*** Opening of Data under study ***

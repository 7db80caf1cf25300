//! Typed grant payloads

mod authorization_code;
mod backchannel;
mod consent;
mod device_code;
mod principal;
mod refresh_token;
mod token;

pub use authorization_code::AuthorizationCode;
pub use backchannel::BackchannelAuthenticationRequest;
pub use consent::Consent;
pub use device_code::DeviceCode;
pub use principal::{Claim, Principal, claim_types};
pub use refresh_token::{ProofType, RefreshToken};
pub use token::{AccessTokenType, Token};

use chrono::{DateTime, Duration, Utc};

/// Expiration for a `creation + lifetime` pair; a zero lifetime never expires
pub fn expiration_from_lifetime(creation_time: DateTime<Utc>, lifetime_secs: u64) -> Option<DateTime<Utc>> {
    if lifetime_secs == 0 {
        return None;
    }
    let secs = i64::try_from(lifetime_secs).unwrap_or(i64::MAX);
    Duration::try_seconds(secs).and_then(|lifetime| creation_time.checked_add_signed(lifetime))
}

*** Close of Data under study ***

- [About this task]
Reproduce, unchanged, the line containing "if lifetime_secs == 0" and each line after it through the end of the listing above, and nothing else.

- [Answer section]
    if lifetime_secs == 0 {
        return None;
    }
    let secs = i64::try_from(lifetime_secs).unwrap_or(i64::MAX);
    Duration::try_seconds(secs).and_then(|lifetime| creation_time.checked_add_signed(lifetime))
}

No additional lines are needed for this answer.